You might not know that this guy has written 47 New York Times bestselling books. That's
incredible. 47 New York Times bestsellers.
Like I can't even wrap my head around that.
Anyways, got a new book out.
It's called The 30 Day Sobriety Solution.
And look, by nature, you guys might be surprised to hear
that I'm a relatively skeptical dude.
I'm not really prone to fall into the spell
of the so-called self-help gurus of the day.
I'm also somebody with some pretty strong opinions
about sobriety, what's required to achieve it,
and more importantly, what's required to maintain it.
So to be totally honest and transparent with you guys,
I wasn't really sure I even wanted to do this interview
because I think there's a certain audacity about a guy who
is not an alcoholic, a guy who has made his living for a very long time as a professional
self-helper to put out a book that purports to solve one's alcoholism by virtue of a 30-day
program. On the flip side, I also admit that I couldn't resist the opportunity to go through
with this conversation because
it's not every day that you get invited up to Santa Barbara to visit the home of a guy who has
sold 500 million books. That is not hyperbole. This guy has actually sold 500 million copies
of his books. Like what? And he's also a guy who has had seven books on the New York Times
bestseller list at the same time. At the same time. Also, I checked out his new book. As a
disclaimer, you guys probably know, I'm a 12-step guy through and through. It saved my life. I'm
still very much invested in 12-step. It is my number one priority. That said, I found that this book has
more than a few compelling insights. There is plenty of merit in it and a lot of stuff that I
thought would make for a pretty good discussion. So needless to say, here we are. I did the podcast
with Jack. I haven't listened to any other interviews with this guy, but I think it's fair
to say, and by Jack's own admission, when we were all done, when the dust had settled, that this talk is a little bit
different than your normal interview fair with Mr. Canfield. I wouldn't say it was contestuous
by any stretch of the imagination, but I do think Jack sensed my dubiosity. Is that a word?

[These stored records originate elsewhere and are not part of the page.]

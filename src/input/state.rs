use serde::{Deserialize, Serialize};
use std::str::FromStr;

use crate::input::lines::LogicalLine;
use crate::input::stick::StickState;

// Axis value for a centered stick
pub const STICK_CENTER: u8 = 0x80;

// One contact on the touch surface
#[derive(Debug, Clone, Copy, PartialEq, Eq, Default, Serialize, Deserialize)]
pub struct TouchPoint {
    pub active: bool,
    pub x: u16,
    pub y: u16,
}

// Passthrough payload copied into every output
#[derive(Debug, Clone, Copy, PartialEq, Eq, Default, Serialize, Deserialize)]
pub struct TouchpadData {
    pub touches: [TouchPoint; 2],
}

/// One boolean per logical line plus the touchpad payload, produced once per cycle.
#[derive(Debug, Clone, Copy, PartialEq, Eq, Default)]
pub struct RawInputSnapshot {
    lines: [bool; LogicalLine::COUNT],
    pub touchpad: TouchpadData,
}

impl RawInputSnapshot {
    pub fn get(&self, line: LogicalLine) -> bool {
        self.lines[line.index()]
    }

    pub fn set(&mut self, line: LogicalLine, value: bool) {
        self.lines[line.index()] = value;
    }

    /// Builder-style helper for asserting a set of lines.
    pub fn with(mut self, lines: &[LogicalLine]) -> Self {
        for line in lines {
            self.set(*line, true);
        }
        self
    }

    pub fn asserted(&self) -> impl Iterator<Item = LogicalLine> + '_ {
        LogicalLine::ALL
            .iter()
            .copied()
            .filter(move |line| self.get(*line))
    }
}

// Parses whitespace separated names of asserted lines, e.g. "stick_up button_south"
impl FromStr for RawInputSnapshot {
    type Err = String;

    fn from_str(s: &str) -> Result<Self, Self::Err> {
        let mut snapshot = RawInputSnapshot::default();
        for token in s.split_whitespace() {
            snapshot.set(token.parse()?, true);
        }
        Ok(snapshot)
    }
}

/// Final controller state handed to the host protocol layer.
///
/// Only one of `dpad`, the left stick and the right stick carries directional
/// input in a given cycle; the other two stay at `Neutral` / `STICK_CENTER`.
#[derive(Debug, Clone, Copy, PartialEq, Eq, Serialize, Deserialize)]
pub struct NormalizedInputState {
    pub button_north: bool,
    pub button_east: bool,
    pub button_south: bool,
    pub button_west: bool,
    pub button_l1: bool,
    pub button_l2: bool,
    pub button_l3: bool,
    pub button_r1: bool,
    pub button_r2: bool,
    pub button_r3: bool,
    pub button_select: bool,
    pub button_start: bool,
    pub button_home: bool,
    pub button_touchpad: bool,

    pub dpad: StickState,
    pub left_stick_x: u8,
    pub left_stick_y: u8,
    pub right_stick_x: u8,
    pub right_stick_y: u8,

    pub touchpad_data: TouchpadData,
}

impl Default for NormalizedInputState {
    fn default() -> Self {
        Self {
            button_north: false,
            button_east: false,
            button_south: false,
            button_west: false,
            button_l1: false,
            button_l2: false,
            button_l3: false,
            button_r1: false,
            button_r2: false,
            button_r3: false,
            button_select: false,
            button_start: false,
            button_home: false,
            button_touchpad: false,
            dpad: StickState::Neutral,
            left_stick_x: STICK_CENTER,
            left_stick_y: STICK_CENTER,
            right_stick_x: STICK_CENTER,
            right_stick_y: STICK_CENTER,
            touchpad_data: TouchpadData::default(),
        }
    }
}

Dubiosity. And he was a good sport about it. And I think that that made
for a pretty interesting and at times compelling conversation. But first,
let's acknowledge the awesome organizations that make this show possible.
This is a conversation about sobriety, of course,
including some of the ugly truths
behind the industry of sobriety,
sobriety ink, if you will.
We talk about the driving force
behind the Chicken Soup for the Soul series of books.
We talk about this healing technique
that Jack is super enthusiastic about called tapping.
I'd never heard of it before, but that was fascinating. And as an
anecdotal aside, when I got home from the podcast, I asked Julie if she knew anything about tapping.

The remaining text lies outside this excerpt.